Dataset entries
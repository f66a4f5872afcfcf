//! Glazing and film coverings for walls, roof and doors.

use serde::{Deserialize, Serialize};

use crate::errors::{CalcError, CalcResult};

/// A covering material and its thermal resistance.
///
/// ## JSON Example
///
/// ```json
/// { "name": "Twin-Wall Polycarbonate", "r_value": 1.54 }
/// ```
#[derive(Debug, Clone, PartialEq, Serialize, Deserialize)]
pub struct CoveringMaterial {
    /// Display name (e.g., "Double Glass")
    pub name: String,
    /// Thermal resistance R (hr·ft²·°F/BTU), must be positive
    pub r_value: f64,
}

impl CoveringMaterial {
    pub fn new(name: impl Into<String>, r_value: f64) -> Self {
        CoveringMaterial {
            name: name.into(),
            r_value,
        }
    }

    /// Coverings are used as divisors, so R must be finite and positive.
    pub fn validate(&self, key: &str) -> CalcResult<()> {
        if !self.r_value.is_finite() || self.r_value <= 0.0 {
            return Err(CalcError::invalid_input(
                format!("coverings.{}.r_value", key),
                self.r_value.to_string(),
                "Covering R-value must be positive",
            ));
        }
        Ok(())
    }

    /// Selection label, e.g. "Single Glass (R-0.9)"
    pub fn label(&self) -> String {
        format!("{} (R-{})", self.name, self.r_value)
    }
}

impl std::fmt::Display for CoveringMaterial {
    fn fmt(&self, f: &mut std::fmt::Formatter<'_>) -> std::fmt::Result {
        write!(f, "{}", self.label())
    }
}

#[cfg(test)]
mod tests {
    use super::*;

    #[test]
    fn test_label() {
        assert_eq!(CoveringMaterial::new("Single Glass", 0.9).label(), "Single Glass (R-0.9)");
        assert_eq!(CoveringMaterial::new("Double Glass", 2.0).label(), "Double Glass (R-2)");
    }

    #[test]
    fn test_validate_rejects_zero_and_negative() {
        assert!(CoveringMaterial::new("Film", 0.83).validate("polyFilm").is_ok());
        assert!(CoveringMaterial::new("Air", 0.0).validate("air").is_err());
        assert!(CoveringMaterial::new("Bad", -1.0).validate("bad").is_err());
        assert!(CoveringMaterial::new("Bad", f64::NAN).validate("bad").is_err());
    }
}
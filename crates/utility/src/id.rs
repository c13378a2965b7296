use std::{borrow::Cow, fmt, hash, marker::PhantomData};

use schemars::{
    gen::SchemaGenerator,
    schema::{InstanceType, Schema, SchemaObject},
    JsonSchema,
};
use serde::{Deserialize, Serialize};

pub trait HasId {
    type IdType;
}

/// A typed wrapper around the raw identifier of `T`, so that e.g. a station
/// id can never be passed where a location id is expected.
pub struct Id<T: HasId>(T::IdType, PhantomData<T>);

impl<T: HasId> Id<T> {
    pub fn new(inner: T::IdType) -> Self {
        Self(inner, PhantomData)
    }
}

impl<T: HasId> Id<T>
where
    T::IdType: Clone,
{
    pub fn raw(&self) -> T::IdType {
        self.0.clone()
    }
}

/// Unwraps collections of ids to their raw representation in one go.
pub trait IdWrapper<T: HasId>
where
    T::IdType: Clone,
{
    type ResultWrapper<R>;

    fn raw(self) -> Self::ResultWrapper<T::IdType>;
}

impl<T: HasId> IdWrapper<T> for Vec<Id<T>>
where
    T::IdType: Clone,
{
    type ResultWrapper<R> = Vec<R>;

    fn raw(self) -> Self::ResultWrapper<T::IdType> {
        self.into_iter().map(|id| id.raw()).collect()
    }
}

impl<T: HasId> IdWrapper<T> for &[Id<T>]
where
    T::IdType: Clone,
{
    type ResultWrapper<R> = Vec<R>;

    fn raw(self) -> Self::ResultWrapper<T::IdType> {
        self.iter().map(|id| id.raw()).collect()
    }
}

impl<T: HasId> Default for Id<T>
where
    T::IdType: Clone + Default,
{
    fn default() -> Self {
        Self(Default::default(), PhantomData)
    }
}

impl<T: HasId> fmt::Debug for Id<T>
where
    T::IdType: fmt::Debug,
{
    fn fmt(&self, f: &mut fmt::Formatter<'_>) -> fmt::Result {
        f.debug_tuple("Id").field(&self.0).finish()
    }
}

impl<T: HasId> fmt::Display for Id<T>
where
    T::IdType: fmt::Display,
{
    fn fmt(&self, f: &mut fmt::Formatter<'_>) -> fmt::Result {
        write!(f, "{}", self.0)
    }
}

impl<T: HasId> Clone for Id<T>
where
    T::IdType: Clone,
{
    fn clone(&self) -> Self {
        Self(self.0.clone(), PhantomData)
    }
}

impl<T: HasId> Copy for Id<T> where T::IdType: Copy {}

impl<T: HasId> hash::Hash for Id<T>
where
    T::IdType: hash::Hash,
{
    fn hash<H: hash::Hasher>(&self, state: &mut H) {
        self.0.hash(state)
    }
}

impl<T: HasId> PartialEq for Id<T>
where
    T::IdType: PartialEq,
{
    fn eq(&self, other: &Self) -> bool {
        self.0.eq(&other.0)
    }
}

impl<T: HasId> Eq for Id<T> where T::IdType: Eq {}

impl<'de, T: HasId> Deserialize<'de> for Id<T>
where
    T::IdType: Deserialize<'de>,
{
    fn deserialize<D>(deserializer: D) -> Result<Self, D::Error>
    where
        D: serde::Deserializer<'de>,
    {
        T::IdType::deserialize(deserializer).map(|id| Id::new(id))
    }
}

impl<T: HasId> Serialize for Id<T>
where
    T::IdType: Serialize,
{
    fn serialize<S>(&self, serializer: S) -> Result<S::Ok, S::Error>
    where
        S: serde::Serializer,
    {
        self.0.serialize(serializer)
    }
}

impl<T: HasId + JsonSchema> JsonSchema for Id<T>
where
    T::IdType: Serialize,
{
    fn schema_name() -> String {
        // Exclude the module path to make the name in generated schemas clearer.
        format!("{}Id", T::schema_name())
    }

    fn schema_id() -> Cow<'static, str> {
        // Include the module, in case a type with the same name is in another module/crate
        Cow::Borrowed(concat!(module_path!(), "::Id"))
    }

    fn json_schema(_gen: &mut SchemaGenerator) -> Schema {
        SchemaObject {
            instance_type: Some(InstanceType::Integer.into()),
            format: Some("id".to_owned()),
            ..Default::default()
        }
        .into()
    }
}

DESCRIPTION OF THE TASK -
Among the lines above, find those that contain the word "hash" and copy them.

ANSWER SPACE -
use std::{borrow::Cow, fmt, hash, marker::PhantomData};
impl<T: HasId> hash::Hash for Id<T>
    T::IdType: hash::Hash,
    fn hash<H: hash::Hasher>(&self, state: &mut H) {
        self.0.hash(state)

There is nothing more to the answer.